Below is a block of records. Copy every line in it that contains the word "ScoreRecord".

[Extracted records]
☆ ☆ ☆ ☆
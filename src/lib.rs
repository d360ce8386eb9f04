// Copyright 2026 Hypermesh Foundation. All rights reserved.
// Forecast Scoring Engine

pub mod types;
pub mod error;
pub mod config;
pub mod simulation;
pub mod forecast;
pub mod grid;
pub mod normalize;
pub mod window;
pub mod weights;
pub mod pipeline;
pub mod store;

pub use config::{BlackoutInterval, EngineConfig, ScoringConfig, SimulationConfig};
pub use error::ScoringError;
pub use forecast::{round_to_significant_digits, ForecastPaths};
pub use grid::{Cohort, DenseScoreGrid, GridRow, ScoreGridBuilder};
pub use normalize::{AssetCoefficients, AssetNormalizer};
pub use pipeline::{
    append_owner_allocation, compute_rewards, EpochOutcome, EpochRewards, EpochSummary,
    IdentityResolver, RewardPipeline, RewardSink, ScoreSource,
};
pub use simulation::{
    simulate_price_paths, simulate_price_paths_with_rng, simulate_single_price_path,
    PathEnsemble, PathSimulator, SimulationRequest,
};
pub use store::InMemoryScoreStore;
pub use types::*;
pub use weights::{compute_softmax, WeightConverter};
pub use window::WindowAggregator;

use chrono::{DateTime, Utc};
use rand::SeedableRng;
use rand_chacha::ChaCha8Rng;
use wasm_bindgen::prelude::*;

fn install_panic_hook() {
    #[cfg(target_arch = "wasm32")]
    std::panic::set_hook(Box::new(console_error_panic_hook::hook));
}

fn js_err(e: impl std::fmt::Display) -> JsValue {
    JsValue::from_str(&e.to_string())
}

fn timestamp_from_ms(ms: f64) -> Result<DateTime<Utc>, JsValue> {
    if !ms.is_finite() {
        return Err(js_err(format!("invalid timestamp {ms}")));
    }
    DateTime::from_timestamp_millis(ms as i64).ok_or_else(|| js_err(format!("timestamp {ms} out of range")))
}

// ─── WASM Interface ──────────────────────────────────────────────────────────

/// Seeded reference ensemble as a `num_paths x (steps + 1)` array.
#[wasm_bindgen]
pub fn simulate_paths(
    current_price: f64,
    time_increment: u32,
    time_length: u32,
    sigma: f64,
    num_paths: u32,
    seed: u64,
) -> JsValue {
    install_panic_hook();
    let mut rng = ChaCha8Rng::seed_from_u64(seed);
    let ensemble = simulate_price_paths_with_rng(
        &mut rng,
        current_price,
        time_increment as u64,
        time_length as u64,
        sigma,
        num_paths as usize,
    );
    serde_wasm_bindgen::to_value(ensemble.paths()).unwrap_or(JsValue::NULL)
}

/// One-shot reward computation over a JS array of score records.
///
/// `identities` maps participant ids to external ids as `[[participant, external], ...]`.
/// A `null`/`undefined` config uses the defaults.
#[wasm_bindgen]
pub fn compute_epoch_rewards(
    records: JsValue,
    scored_time_ms: f64,
    config: JsValue,
    identities: JsValue,
) -> Result<JsValue, JsValue> {
    install_panic_hook();
    let records: Vec<ScoreRecord> = serde_wasm_bindgen::from_value(records).map_err(js_err)?;
    let config: ScoringConfig = if config.is_null() || config.is_undefined() {
        ScoringConfig::default()
    } else {
        serde_wasm_bindgen::from_value(config).map_err(js_err)?
    };
    let pairs: Vec<(u64, u32)> = serde_wasm_bindgen::from_value(identities).map_err(js_err)?;

    let mut store = InMemoryScoreStore::new();
    for (participant, external) in pairs {
        store.register_identity(ParticipantId(participant), ExternalId(external));
    }

    let scored_time = timestamp_from_ms(scored_time_ms)?;
    let epoch = RewardPipeline::new(config)
        .and_then(|pipeline| pipeline.compute(&records, scored_time, &store))
        .map_err(js_err)?;
    serde_wasm_bindgen::to_value(&epoch).map_err(js_err)
}

/// Stateful scorer for dashboards: accumulate records, then score epochs.
#[wasm_bindgen]
pub struct RewardEngine {
    pipeline: RewardPipeline,
    store: InMemoryScoreStore,
}

#[wasm_bindgen]
impl RewardEngine {
    #[wasm_bindgen(constructor)]
    pub fn new(config: JsValue) -> Result<RewardEngine, JsValue> {
        install_panic_hook();
        let config: ScoringConfig = if config.is_null() || config.is_undefined() {
            ScoringConfig::default()
        } else {
            serde_wasm_bindgen::from_value(config).map_err(js_err)?
        };
        let pipeline = RewardPipeline::new(config).map_err(js_err)?;
        Ok(Self { pipeline, store: InMemoryScoreStore::new() })
    }

    pub fn add_records(&mut self, records: JsValue) -> Result<u32, JsValue> {
        let records: Vec<ScoreRecord> = serde_wasm_bindgen::from_value(records).map_err(js_err)?;
        let count = records.len() as u32;
        self.store.extend(records);
        Ok(count)
    }

    pub fn register_identity(&mut self, participant_id: u64, external_id: u32) {
        self.store.register_identity(ParticipantId(participant_id), ExternalId(external_id));
    }

    pub fn record_count(&self) -> u32 {
        self.store.len() as u32
    }

    /// Score the epoch ending at `scored_time_ms` from the accumulated records.
    pub fn score_epoch(&self, scored_time_ms: f64) -> Result<JsValue, JsValue> {
        let scored_time = timestamp_from_ms(scored_time_ms)?;
        let assets = self.pipeline.config().asset_coefficients.assets();
        let epoch = self
            .pipeline
            .fetch_range(scored_time)
            .and_then(|range| self.store.fetch_score_records(&range, &assets))
            .and_then(|records| self.pipeline.compute(&records, scored_time, &self.store))
            .map_err(js_err)?;
        serde_wasm_bindgen::to_value(&epoch).map_err(js_err)
    }
}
☆ ☆ ☆ ☆
RESULT BELOW
    let records: Vec<ScoreRecord> = serde_wasm_bindgen::from_value(records).map_err(js_err)?;
        let records: Vec<ScoreRecord> = serde_wasm_bindgen::from_value(records).map_err(js_err)?;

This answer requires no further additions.